Work order >>
One number is the whole answer: the tally of lines in the records below that contain "KquantError".

─── Dataset ───

//! 주문 실행기.
//!
//! 검증된 신호를 거래 기록으로 변환하고 생명주기를 진행시킵니다:
//! PENDING → SUBMITTED → ACCEPTED → (PARTIALLY_FILLED →) FILLED,
//! 또는 CANCELLED/REJECTED/EXPIRED/FAILED.
//!
//! 체결마다 KRX 수수료/세금을 적용하고, 거래 기록·현금·포지션 갱신을
//! 신호 ID(=주문 ID)를 멱등성 키로 하는 하나의 경로로 묶습니다. 같은
//! 신호로 재시도하면 기존 거래 기록이 그대로 반환되어 오케스트레이터
//! 재시작을 가로질러도 at-most-once가 보장됩니다.

use crate::broker::{Broker, ExecutionStatus, OrderTicket};
use chrono::Utc;
use kquant_core::{
    CommissionCalculator, Fill, KquantError, KquantResult, Market, RiskSettings, Side,
    SignalKind, Trade, TradeStatus, TradingSignal,
};
use kquant_data::{PortfolioStore, StockDirectory};
use kquant_risk::RiskEngine;
use std::sync::Arc;
use tracing::{info, warn};

/// 주문 실행기.
pub struct OrderExecutor {
    store: Arc<dyn PortfolioStore>,
    broker: Arc<dyn Broker>,
    directory: Arc<dyn StockDirectory>,
    risk_engine: Option<Arc<RiskEngine>>,
    risk: RiskSettings,
}

impl OrderExecutor {
    /// 실행기를 생성합니다.
    pub fn new(
        store: Arc<dyn PortfolioStore>,
        broker: Arc<dyn Broker>,
        directory: Arc<dyn StockDirectory>,
        risk: RiskSettings,
    ) -> Self {
        Self {
            store,
            broker,
            directory,
            risk_engine: None,
            risk,
        }
    }

    /// 체결 성공 시 리스크 점검을 수행할 엔진을 연결합니다.
    pub fn with_risk_engine(mut self, engine: Arc<RiskEngine>) -> Self {
        self.risk_engine = Some(engine);
        self
    }

    /// 검증된 신호를 실행합니다.
    ///
    /// 같은 `signal_id`로 다시 호출하면 기존 거래 기록을 반환하며 현금은
    /// 한 번만 움직입니다.
    pub async fn submit_order(&self, signal: &TradingSignal) -> KquantResult<Trade> {
        // 멱등성: 이미 처리된 신호면 기존 기록 반환
        if let Some(existing) = self.store.get_trade(&signal.signal_id).await? {
            info!(order_id = %signal.signal_id, "Duplicate submission, returning existing trade");
            return Ok(existing);
        }

        if !signal.is_valid {
            return Err(KquantError::Validation(format!(
                "signal {} failed validation: {:?}",
                signal.signal_id, signal.validation_warnings
            )));
        }
        if signal.recommended_shares <= 0 {
            return Err(KquantError::InvalidInput(format!(
                "signal {} has no quantity",
                signal.signal_id
            )));
        }

        let side = match signal.kind {
            SignalKind::EntryBuy => Side::Buy,
            SignalKind::ExitSell | SignalKind::EmergencyLiquidation => Side::Sell,
        };

        let mut trade = Trade::new(
            signal.signal_id.clone(),
            signal.user_id.clone(),
            signal.ticker.clone(),
            side,
            signal.order_type,
            signal.recommended_shares,
            signal.limit_price.or(Some(signal.current_price)),
        );
        if !signal.reasons.is_empty() {
            trade.reason = Some(signal.reasons.join("; "));
        }
        trade.strategy = Some(signal.kind.to_string());

        let calculator = self.calculator_for(&signal.ticker).await?;

        // 제출 전 기록: 재시작 시 중복 제출을 막는 첫 방어선
        trade.transition(TradeStatus::Submitted)?;
        self.store.record_trade(&trade).await?;

        let ticket = OrderTicket {
            order_id: trade.order_id.clone(),
            user_id: trade.user_id.clone(),
            ticker: trade.ticker.clone(),
            side,
            order_type: trade.order_type,
            quantity: trade.requested_quantity,
            limit_price: signal.limit_price,
        };

        let execution = match self.broker.submit_order(&ticket).await {
            Ok(execution) => execution,
            Err(e) => {
                trade.transition(TradeStatus::Accepted)?;
                trade.transition(TradeStatus::Failed)?;
                trade.reason = Some(format!("broker error: {}", e));
                self.store.record_trade(&trade).await?;
                return Ok(trade);
            }
        };

        trade.transition(TradeStatus::Accepted)?;

        match execution.status {
            ExecutionStatus::Rejected => {
                trade.transition(TradeStatus::Rejected)?;
                trade.reason = execution.reason.clone();
                warn!(order_id = %trade.order_id, reason = ?execution.reason, "Order rejected");
            }
            ExecutionStatus::Accepted => {
                // 체결 대기 (지정가): 기록만 남긴다
                info!(order_id = %trade.order_id, "Order accepted, awaiting fill");
            }
            ExecutionStatus::PartiallyFilled | ExecutionStatus::Filled => {
                for (index, fill) in execution.fills.iter().enumerate() {
                    let costs = match side {
                        Side::Buy => calculator.buy_costs(fill.quantity, fill.price),
                        Side::Sell => calculator.sell_costs(fill.quantity, fill.price),
                    };
                    let commission = costs.commission;
                    let tax = costs.transaction_tax + costs.agri_fish_tax;

                    trade.record_fill(fill.quantity, fill.price, commission, tax)?;

                    // 부분 체결도 같은 경로를 다시 타므로 체결 단위로
                    // 별도 원장 키를 쓴다
                    let store_fill = Fill {
                        order_id: format!("{}#{}", trade.order_id, index),
                        ticker: trade.ticker.clone(),
                        side,
                        quantity: fill.quantity,
                        price: fill.price,
                        commission,
                        tax,
                        executed_at: fill.executed_at,
                    };
                    let position = self.store.apply_fill(&trade.user_id, &store_fill).await?;

                    // 첫 매수 체결이면 손절/익절/트레일링 한도를 시드
                    if side == Side::Buy && position.trailing_stop_price.is_none() {
                        self.store
                            .initialize_limits(
                                &trade.user_id,
                                &trade.ticker,
                                self.risk.stop_loss_pct,
                                self.risk.take_profit_pct,
                                true,
                                self.risk.trailing_stop_distance_pct,
                            )
                            .await?;
                    }
                }

                info!(
                    order_id = %trade.order_id,
                    executed = trade.executed_quantity,
                    avg_price = ?trade.executed_price,
                    commission = %trade.commission,
                    tax = %trade.tax,
                    "Order executed"
                );
            }
        }

        self.store.record_trade(&trade).await?;

        // 체결 성공 시 리스크 점검 (서킷 브레이커 경로)
        if trade.executed_quantity > 0 {
            if let Some(engine) = &self.risk_engine {
                if let Err(e) = engine.run_check(&trade.user_id).await {
                    warn!(user = %trade.user_id, error = %e, "Post-fill risk check failed");
                }
            }
        }

        Ok(trade)
    }

    /// 신호 목록을 순서대로 실행합니다. 신호 단위 실패는 건너뜁니다.
    pub async fn submit_all(&self, signals: &[TradingSignal]) -> Vec<KquantResult<Trade>> {
        let mut results = Vec::with_capacity(signals.len());
        for signal in signals {
            let result = self.submit_order(signal).await;
            if let Err(e) = &result {
                warn!(signal_id = %signal.signal_id, error = %e, "Signal execution failed");
            }
            results.push(result);
        }
        results
    }

    /// 미체결 주문을 취소하고 기록을 갱신합니다.
    pub async fn cancel_order(&self, order_id: &str, reason: Option<String>) -> KquantResult<Trade> {
        let mut trade = self
            .store
            .get_trade(order_id)
            .await?
            .ok_or_else(|| KquantError::NotFound(format!("trade: {}", order_id)))?;

        if trade.status.is_terminal() {
            return Err(KquantError::Invariant(format!(
                "cannot cancel trade {} in terminal state {}",
                order_id, trade.status
            )));
        }

        self.broker.cancel_order(order_id).await?;
        trade.transition(TradeStatus::Cancelled)?;
        if let Some(reason) = reason {
            trade.reason = Some(reason);
        }
        self.store.record_trade(&trade).await?;
        Ok(trade)
    }

    async fn calculator_for(&self, ticker: &kquant_core::Ticker) -> KquantResult<CommissionCalculator> {
        let market = self
            .directory
            .get_stock(ticker)
            .await?
            .map(|s| s.market)
            .unwrap_or(Market::Kospi);
        Ok(CommissionCalculator::for_market(market))
    }
}

#[cfg(test)]
mod tests {
    use super::*;
    use crate::paper::PaperBroker;
    use kquant_core::{OrderType, Stock, Ticker, Urgency};
    use kquant_data::{MemoryPortfolioStore, MemoryPriceSource, MemoryStockDirectory};
    use rust_decimal::Decimal;
    use rust_decimal_macros::dec;

    fn ticker() -> Ticker {
        Ticker::new("005930").unwrap()
    }

    struct Harness {
        store: Arc<MemoryPortfolioStore>,
        prices: Arc<MemoryPriceSource>,
        executor: OrderExecutor,
    }

    async fn harness() -> Harness {
        let store = Arc::new(MemoryPortfolioStore::new());
        store.open_account("user1", dec!(100000000)).await.unwrap();

        let prices = Arc::new(MemoryPriceSource::new());
        prices.set_price(ticker(), dec!(70000)).await;

        let directory = Arc::new(MemoryStockDirectory::new());
        directory
            .insert(Stock::new(ticker(), "삼성전자", Market::Kospi))
            .await;

        let broker = Arc::new(PaperBroker::new(prices.clone(), store.clone(), None));
        let executor = OrderExecutor::new(
            store.clone(),
            broker,
            directory,
            RiskSettings::default(),
        );

        Harness {
            store,
            prices,
            executor,
        }
    }

    fn buy_signal(shares: i64) -> TradingSignal {
        let mut signal = TradingSignal::new(
            "ENTRY_005930_20260702_084501",
            "user1",
            SignalKind::EntryBuy,
            ticker(),
            dec!(70000),
        );
        signal.recommended_shares = shares;
        signal.position_value = dec!(70000) * Decimal::from(shares);
        signal.order_type = OrderType::Market;
        signal
    }

    #[tokio::test]
    async fn test_market_buy_full_lifecycle() {
        let h = harness().await;
        let trade = h.executor.submit_order(&buy_signal(10)).await.unwrap();

        assert_eq!(trade.status, TradeStatus::Filled);
        assert_eq!(trade.executed_quantity, 10);
        assert_eq!(trade.executed_price, Some(dec!(70000)));
        assert_eq!(trade.commission, dec!(105));
        assert_eq!(trade.tax, Decimal::ZERO); // 매수에는 세금 없음

        // 포지션 생성 + 한도 시드
        let position = h.store.get_position("user1", &ticker()).await.unwrap().unwrap();
        assert_eq!(position.quantity, 10);
        assert_eq!(position.stop_loss_price, Some(dec!(63000.00)));
        assert_eq!(position.take_profit_price, Some(dec!(84000.00)));
        assert!(position.trailing_stop_enabled);

        // 현금 = 1억 - 700,000 - 105
        assert_eq!(h.store.cash_balance("user1").await.unwrap(), dec!(99299895));
    }

    #[tokio::test]
    async fn test_duplicate_submission_is_idempotent() {
        let h = harness().await;
        let signal = buy_signal(10);

        let first = h.executor.submit_order(&signal).await.unwrap();
        let cash_after_first = h.store.cash_balance("user1").await.unwrap();

        // 같은 신호 ID 재제출: 같은 거래 반환, 현금 1회만 차감
        let second = h.executor.submit_order(&signal).await.unwrap();
        assert_eq!(first.order_id, second.order_id);
        assert_eq!(second.executed_quantity, 10);
        assert_eq!(h.store.cash_balance("user1").await.unwrap(), cash_after_first);

        let position = h.store.get_position("user1", &ticker()).await.unwrap().unwrap();
        assert_eq!(position.quantity, 10);
    }

    #[tokio::test]
    async fn test_sell_round_trip_accounting() {
        let h = harness().await;
        h.executor.submit_order(&buy_signal(10)).await.unwrap();

        // 75,000에 전량 매도
        h.prices.set_price(ticker(), dec!(75000)).await;
        let mut sell = TradingSignal::new(
            "EXIT_TAKE_PROFIT_005930_20260702_150001",
            "user1",
            SignalKind::ExitSell,
            ticker(),
            dec!(75000),
        );
        sell.recommended_shares = 10;
        sell.order_type = OrderType::Market;

        let trade = h.executor.submit_order(&sell).await.unwrap();
        assert_eq!(trade.status, TradeStatus::Filled);
        assert_eq!(trade.commission, dec!(113));
        assert_eq!(trade.tax, dec!(1984)); // 1,725 + 259

        // 실현 손익 = 50,000 - (113 + 1,984) = 47,903 (매수 수수료는 현금에 반영)
        let archived = h.store.archived_positions("user1").await;
        assert_eq!(archived[0].realized_pnl, dec!(47903));

        // 최종 현금 = 1억 - 700,105 + 750,000 - 2,097
        assert_eq!(h.store.cash_balance("user1").await.unwrap(), dec!(100047798));
    }

    #[tokio::test]
    async fn test_rejected_when_no_price() {
        let h = harness().await;
        let mut signal = buy_signal(10);
        signal.ticker = Ticker::new("000660").unwrap();
        signal.signal_id = "ENTRY_000660_20260702_084501".to_string();

        let trade = h.executor.submit_order(&signal).await.unwrap();
        assert_eq!(trade.status, TradeStatus::Rejected);
        assert_eq!(trade.executed_quantity, 0);
        // 현금은 움직이지 않는다
        assert_eq!(h.store.cash_balance("user1").await.unwrap(), dec!(100000000));
    }

    #[tokio::test]
    async fn test_invalid_signal_rejected_at_boundary() {
        let h = harness().await;
        let mut signal = buy_signal(10);
        signal.reject("trading halted");

        let result = h.executor.submit_order(&signal).await;
        assert!(matches!(result, Err(KquantError::Validation(_))));
    }

    #[tokio::test]
    async fn test_resting_limit_order_can_be_cancelled() {
        let h = harness().await;
        let mut signal = buy_signal(10);
        signal.order_type = OrderType::Limit;
        signal.limit_price = Some(dec!(69000)); // 시장가 70,000보다 불리 → 대기

        let trade = h.executor.submit_order(&signal).await.unwrap();
        assert_eq!(trade.status, TradeStatus::Accepted);

        let cancelled = h
            .executor
            .cancel_order(&trade.order_id, Some("end of day".to_string()))
            .await
            .unwrap();
        assert_eq!(cancelled.status, TradeStatus::Cancelled);
        assert!(cancelled.cancelled_at.is_some());

        // 종료 상태에서 재취소는 불변식 위반
        let again = h.executor.cancel_order(&trade.order_id, None).await;
        assert!(matches!(again, Err(KquantError::Invariant(_))));
    }

    #[tokio::test]
    async fn test_emergency_liquidation_executes_as_market_sell() {
        let h = harness().await;
        h.executor.submit_order(&buy_signal(10)).await.unwrap();
        h.prices.set_price(ticker(), dec!(50000)).await;

        let mut signal = TradingSignal::new(
            "EXIT_EMERGENCY_005930_20260702_103001",
            "user1",
            SignalKind::EmergencyLiquidation,
            ticker(),
            dec!(50000),
        );
        signal.recommended_shares = 10;
        signal.urgency = Urgency::Critical;
        signal.order_type = OrderType::Market;

        let trade = h.executor.submit_order(&signal).await.unwrap();
        assert_eq!(trade.status, TradeStatus::Filled);
        assert_eq!(trade.side, Side::Sell);

        let archived = h.store.archived_positions("user1").await;
        assert_eq!(archived.len(), 1);
    }
}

───

Result for this exercise >>
7